La récente attaque russe contre un bâtiment en territoire roumain, pays membre de l'OTAN, a mis en lumière l'incohérence d'une alliance qui préfère envoyer des armes à l'Ukraine plutôt que de garantir la sécurité de ses propres civils dans les zones frontalières. Il n'y a pas de zone d'exclusion aérienne ni de dissuasion réelle pour empêcher la guerre de frapper à la porte de ses partenaires.
Défense antiaérienne : une technologie qui brille par son absence aux frontières 🚀
Des systèmes comme l'IRIS-T allemand ou le Patriot américain sont efficaces pour intercepter les missiles de croisière et les drones, mais leur déploiement se concentre sur la protection des entrepôts logistiques ou des capitales lointaines.
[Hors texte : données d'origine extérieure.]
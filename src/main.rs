use std::path::{Path, PathBuf};

use anyhow::{Context, Result};
use clap::{ArgGroup, Parser, Subcommand};
use serde::Serialize;
use tracing_subscriber::EnvFilter;

use launchpad_mp::cache::Cache;
use launchpad_mp::config::Config;
use launchpad_mp::launchpad::LaunchpadSession;
use launchpad_mp::loader::{self, LoadOptions, ProposalSource};
use launchpad_mp::{aggregate_file_stats, resolve_comments, RawInlineComment};

#[derive(Parser, Debug)]
#[command(name = "lpmp")]
#[command(about = "Launchpad merge proposals with inline comments mapped onto files and lines")]
#[command(version)]
struct Cli {
    #[command(subcommand)]
    command: Commands,

    /// Force refresh, ignore cached listings
    #[arg(long, global = true)]
    refresh: bool,

    /// Listing cache TTL in seconds (default from config: 300)
    #[arg(long, global = true)]
    cache_ttl: Option<u64>,

    /// Launchpad API root (e.g. https://api.staging.launchpad.net/devel/)
    #[arg(long, global = true)]
    api_root: Option<String>,

    /// Debug logging on stderr
    #[arg(short, long, global = true)]
    verbose: bool,
}

#[derive(Subcommand, Debug)]
enum Commands {
    /// List merge proposals of a user or project
    #[command(group(ArgGroup::new("source").required(true).args(["user", "me", "project"])))]
    Mps {
        #[arg(long)]
        user: Option<String>,

        /// The authenticated user
        #[arg(long)]
        me: bool,

        #[arg(long)]
        project: Option<String>,

        /// Include preview diffs with resolved inline comments
        #[arg(long)]
        diffs: bool,
    },
    /// Show one merge proposal
    Mp {
        /// Merge proposal web link
        url: String,

        #[arg(long)]
        diffs: bool,
    },
    /// Map inline comments (JSON list with 1-based `diff_line`) onto a diff file
    Resolve {
        #[arg(long)]
        diff: PathBuf,

        #[arg(long)]
        comments: PathBuf,
    },
    /// Per-file added/deleted counts and status of a diff file
    Stats {
        #[arg(long)]
        diff: PathBuf,
    },
    /// Pre-change contents of the files touched by a preview diff
    BaseFiles {
        url: String,

        /// Preview diff id (default: the newest)
        #[arg(long)]
        diff_id: Option<u64>,
    },
    /// Latest general comment created on a date
    LatestComment {
        url: String,

        /// MM/DD/YYYY
        #[arg(long)]
        date: String,
    },
}

fn init_logging(verbose: bool) {
    let filter = if verbose {
        EnvFilter::new("debug")
    } else {
        EnvFilter::try_from_default_env().unwrap_or_else(|_| EnvFilter::new("warn"))
    };

    // stdout carries the JSON output
    tracing_subscriber::fmt()
        .with_env_filter(filter)
        .with_writer(std::io::stderr)
        .init();
}

fn print_json<T: Serialize + ?Sized>(value: &T) -> Result<()> {
    println!("{}", serde_json::to_string_pretty(value)?);
    Ok(())
}

fn read_file(path: &Path) -> Result<String> {
    std::fs::read_to_string(path).with_context(|| format!("Failed to read {}", path.display()))
}

#[tokio::main]
async fn main() -> Result<()> {
    let cli = Cli::parse();
    init_logging(cli.verbose);

    // offline commands need neither config nor network
    match &cli.command {
        Commands::Resolve { diff, comments } => {
            let diff = read_file(diff)?;
            let raw: Vec<RawInlineComment> = serde_json::from_str(&read_file(comments)?)
                .context("Failed to parse comments JSON")?;
            return print_json(&resolve_comments(raw, &diff)?);
        }
        Commands::Stats { diff } => {
            return print_json(&aggregate_file_stats(&read_file(diff)?)?);
        }
        _ => {}
    }

    let config = Config::load()?;
    let api_root = cli
        .api_root
        .as_deref()
        .unwrap_or(config.launchpad.api_root.as_str());
    let session = LaunchpadSession::new(api_root, config.credentials());
    let cache = Cache::new(Cache::default_dir());

    let options = |fetch_diffs: bool| LoadOptions {
        fetch_diffs,
        review: config.review.clone(),
        line_base: config.diff.service_line_base,
        cache: config.cache.enabled.then(|| cache.clone()),
        refresh: cli.refresh,
        cache_ttl: cli.cache_ttl.unwrap_or(config.cache.ttl_secs),
    };

    match &cli.command {
        Commands::Mps {
            user,
            me,
            project,
            diffs,
        } => {
            let source = match (user, project) {
                (Some(user), _) => ProposalSource::User(user.clone()),
                (_, Some(project)) => ProposalSource::Project(project.clone()),
                _ if *me => {
                    if !session.is_authenticated() {
                        anyhow::bail!(
                            "--me needs OAuth credentials (LP_OAUTH_TOKEN and LP_OAUTH_TOKEN_SECRET)"
                        );
                    }
                    ProposalSource::Me
                }
                _ => anyhow::bail!("one of --user, --me or --project is required"),
            };
            let mps = loader::merge_proposals(&session, &source, &options(*diffs)).await?;
            print_json(&mps)
        }
        Commands::Mp { url, diffs } => {
            let mp = loader::merge_proposal_from_url(&session, url, &options(*diffs)).await?;
            print_json(&mp)
        }
        Commands::BaseFiles { url, diff_id } => {
            let files = loader::base_files(&session, url, *diff_id, &cache).await?;
            print_json(&files)
        }
        Commands::LatestComment { url, date } => {
            let comment = loader::latest_comment(&session, url, date).await?;
            print_json(&comment)
        }
        Commands::Resolve { .. } | Commands::Stats { .. } => Ok(()),
    }
}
Dans des pays comme la Roumanie ou la Pologne, la couverture est insuffisante et entachée de retards bureaucratiques. L'OTAN dispose de radars et de capteurs avancés, mais sans volonté politique pour activer des protocoles de défense civile immédiate, la technologie n'est qu'un ornement.
L'OTAN et son nouveau manuel : Comment ne pas défendre ses voisins 😅
L'alliance a découvert une stratégie révolutionnaire : si vous n'établissez pas de zones d'exclusion aérienne, les missiles tombent où ils veulent, mais au moins vous ne dérangez pas l'agresseur. C'est comme installer une alarme chez soi mais laisser la porte ouverte pour que le voleur entre sans frapper. Bien sûr, pendant ce temps, vous pouvez envoyer des casques et des gilets aux voisins, ça fait toujours bonne figure sur la photo.